Archäologische Spuren belegen römische und fränkische Besiedlung. Urkundlich erwähnt wird Immendorf bereits 948, als Erzbischof Wichfried den zehntpflichtigen Ort mitsamt seiner Kirche dem Kölner Stift St. Severin überschrieb. Seit dem Mittelalter gehörte Immendorf zum kurkölnischen Amt Brühl, in französischer Zeit zur Bürgermeisterei Rondorf, später zur Gemeinde Rondorf bzw. Rodenkirchen. 1975 wurde Immendorf nach Köln eingemeindet.
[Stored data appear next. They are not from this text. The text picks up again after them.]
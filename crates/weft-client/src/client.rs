// HTTP client for the session API
//
// Thin reqwest wrapper plus the SessionApi implementation. Request bodies
// use the camelCase aliases the backend accepts; responses are snake_case.

use async_trait::async_trait;
use chrono::{DateTime, Utc};
use reqwest::StatusCode;
use serde::{de::DeserializeOwned, Deserialize, Serialize};
use serde_json::Value;
use thiserror::Error;
use uuid::Uuid;

use weft_core::{
    CreatedSession, EngineError, QueryType, Session, SessionApi, SessionEvent, SessionStatus,
};

#[derive(Error, Debug)]
pub enum ApiError {
    #[error("HTTP error: {0}")]
    Http(#[from] reqwest::Error),

    #[error("API error ({status}): {message}")]
    Api { status: u16, message: String },

    #[error("Not found")]
    NotFound,
}

impl From<ApiError> for EngineError {
    fn from(err: ApiError) -> Self {
        match err {
            ApiError::Http(e) => EngineError::transport(e.to_string()),
            ApiError::Api { status, message } => EngineError::api(status, message),
            ApiError::NotFound => EngineError::api(404, "not found"),
        }
    }
}

/// Client for the session HTTP API
#[derive(Debug, Clone)]
pub struct HttpSessionApi {
    base_url: String,
    http: reqwest::Client,
}

impl HttpSessionApi {
    pub fn new(base_url: &str) -> Self {
        Self {
            base_url: base_url.trim_end_matches('/').to_string(),
            http: reqwest::Client::new(),
        }
    }

    pub fn base_url(&self) -> &str {
        &self.base_url
    }

    async fn get<T: DeserializeOwned>(&self, path: &str) -> Result<T, ApiError> {
        let url = format!("{}{}", self.base_url, path);
        let response = self.http.get(&url).send().await?;
        self.handle_response(response).await
    }

    async fn post<T: DeserializeOwned, B: Serialize>(
        &self,
        path: &str,
        body: &B,
    ) -> Result<T, ApiError> {
        let url = format!("{}{}", self.base_url, path);
        let response = self.http.post(&url).json(body).send().await?;
        self.handle_response(response).await
    }

    async fn delete(&self, path: &str) -> Result<(), ApiError> {
        let url = format!("{}{}", self.base_url, path);
        let response = self.http.delete(&url).send().await?;

        if response.status() == StatusCode::NO_CONTENT || response.status() == StatusCode::OK {
            return Ok(());
        }

        if response.status() == StatusCode::NOT_FOUND {
            return Err(ApiError::NotFound);
        }

        let status = response.status().as_u16();
        let message = response.text().await.unwrap_or_default();
        Err(ApiError::Api { status, message })
    }

    async fn handle_response<T: DeserializeOwned>(
        &self,
        response: reqwest::Response,
    ) -> Result<T, ApiError> {
        let status = response.status();

        if status == StatusCode::NOT_FOUND {
            return Err(ApiError::NotFound);
        }

        if !status.is_success() {
            let message = response.text().await.unwrap_or_default();
            return Err(ApiError::Api {
                status: status.as_u16(),
                message,
            });
        }

        let body = response.json().await?;
        Ok(body)
    }
}

/// Request body for session creation and follow-up messages
#[derive(Debug, Serialize)]
struct SessionRequest<'a> {
    query: &'a str,
    #[serde(rename = "queryType")]
    query_type: QueryType,
    #[serde(rename = "repoName", skip_serializing_if = "Option::is_none")]
    repo_name: Option<&'a str>,
}

/// Response to session creation / message posting
#[derive(Debug, Deserialize)]
struct SessionCreatedResponse {
    session_id: Uuid,
    status: String,
    created_at: DateTime<Utc>,
    stream_url: String,
}

impl From<SessionCreatedResponse> for CreatedSession {
    fn from(r: SessionCreatedResponse) -> Self {
        CreatedSession {
            session_id: r.session_id,
            status: SessionStatus::from(r.status.as_str()),
            created_at: r.created_at,
            stream_url: r.stream_url,
        }
    }
}

/// Session status response
#[derive(Debug, Deserialize)]
struct SessionStatusResponse {
    session_id: Uuid,
    status: String,
    created_at: DateTime<Utc>,
    #[serde(default)]
    started_at: Option<DateTime<Utc>>,
    #[serde(default)]
    completed_at: Option<DateTime<Utc>>,
    #[serde(default)]
    result: Option<Value>,
    #[serde(default)]
    error: Option<String>,
    #[serde(default)]
    execution_time: Option<f64>,
}

impl From<SessionStatusResponse> for Session {
    fn from(r: SessionStatusResponse) -> Self {
        let mut session = Session::placeholder("", QueryType::Chat);
        session.session_id = r.session_id;
        session.status = SessionStatus::from(r.status.as_str());
        session.created_at = r.created_at;
        session.started_at = r.started_at;
        session.completed_at = r.completed_at;
        session.result = r.result;
        session.error = r.error;
        session.execution_time = r.execution_time;
        session
    }
}

#[derive(Debug, Deserialize)]
struct EventsResponse {
    events: Vec<SessionEvent>,
}

#[async_trait]
impl SessionApi for HttpSessionApi {
    async fn create_session(
        &self,
        query: &str,
        query_type: QueryType,
        repo_name: Option<&str>,
    ) -> weft_core::Result<CreatedSession> {
        let request = SessionRequest {
            query,
            query_type,
            repo_name,
        };
        let response: SessionCreatedResponse = self.post("/sessions", &request).await?;
        Ok(response.into())
    }

    async fn post_message(
        &self,
        session_id: Uuid,
        query: &str,
        query_type: QueryType,
        repo_name: Option<&str>,
    ) -> weft_core::Result<CreatedSession> {
        let request = SessionRequest {
            query,
            query_type,
            repo_name,
        };
        let response: SessionCreatedResponse = self
            .post(&format!("/sessions/{}/messages", session_id), &request)
            .await?;
        Ok(response.into())
    }

    async fn fetch_session(&self, session_id: Uuid) -> weft_core::Result<Session> {
        let response: SessionStatusResponse = self
            .get(&format!("/sessions/{}", session_id))
            .await
            .map_err(|e| match e {
                ApiError::NotFound => EngineError::SessionNotFound(session_id),
                e => e.into(),
            })?;
        Ok(response.into())
    }

    async fn fetch_events(
        &self,
        session_id: Uuid,
        limit: Option<usize>,
    ) -> weft_core::Result<Vec<SessionEvent>> {
        let path = match limit {
            Some(limit) => format!("/sessions/{}/events?limit={}", session_id, limit),
            None => format!("/sessions/{}/events", session_id),
        };
        let response: EventsResponse = self.get(&path).await.map_err(|e| match e {
            ApiError::NotFound => EngineError::SessionNotFound(session_id),
            e => e.into(),
        })?;

        // Backlog records are historical by definition; the REST payload
        // does not carry the flag itself.
        let mut events = response.events;
        for event in &mut events {
            event.is_historical = true;
        }
        Ok(events)
    }

    async fn delete_session(&self, session_id: Uuid) -> weft_core::Result<()> {
        self.delete(&format!("/sessions/{}", session_id))
            .await
            .map_err(|e| match e {
                ApiError::NotFound => EngineError::SessionNotFound(session_id),
                e => e.into(),
            })?;
        Ok(())
    }
}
Bis heute prägen alte Bauernhöfe und die katholische Pfarrkirche St. Servatius das Ortsbild; einige Höfe werden noch landwirtschaftlich bewirtschaftet. Zu den Baudenkmälern zählen neben der Kirche der Zaunhof, ein im 16. Jahrhundert angelegtes Gut, sowie zahlreiche Kleingehöfte entlang der Giesdorfer Allee. Nördlich liegt im Flurfeld Giesdorf eine kleine Siedlung mit historischen Höfen, die zu Immendorf gehört.
Heute ist Immendorf ein ruhiger, ländlich geprägter Wohnstadtteil am Rand der Stadt, umgeben von Feldern und über mehrere Buslinien angebunden.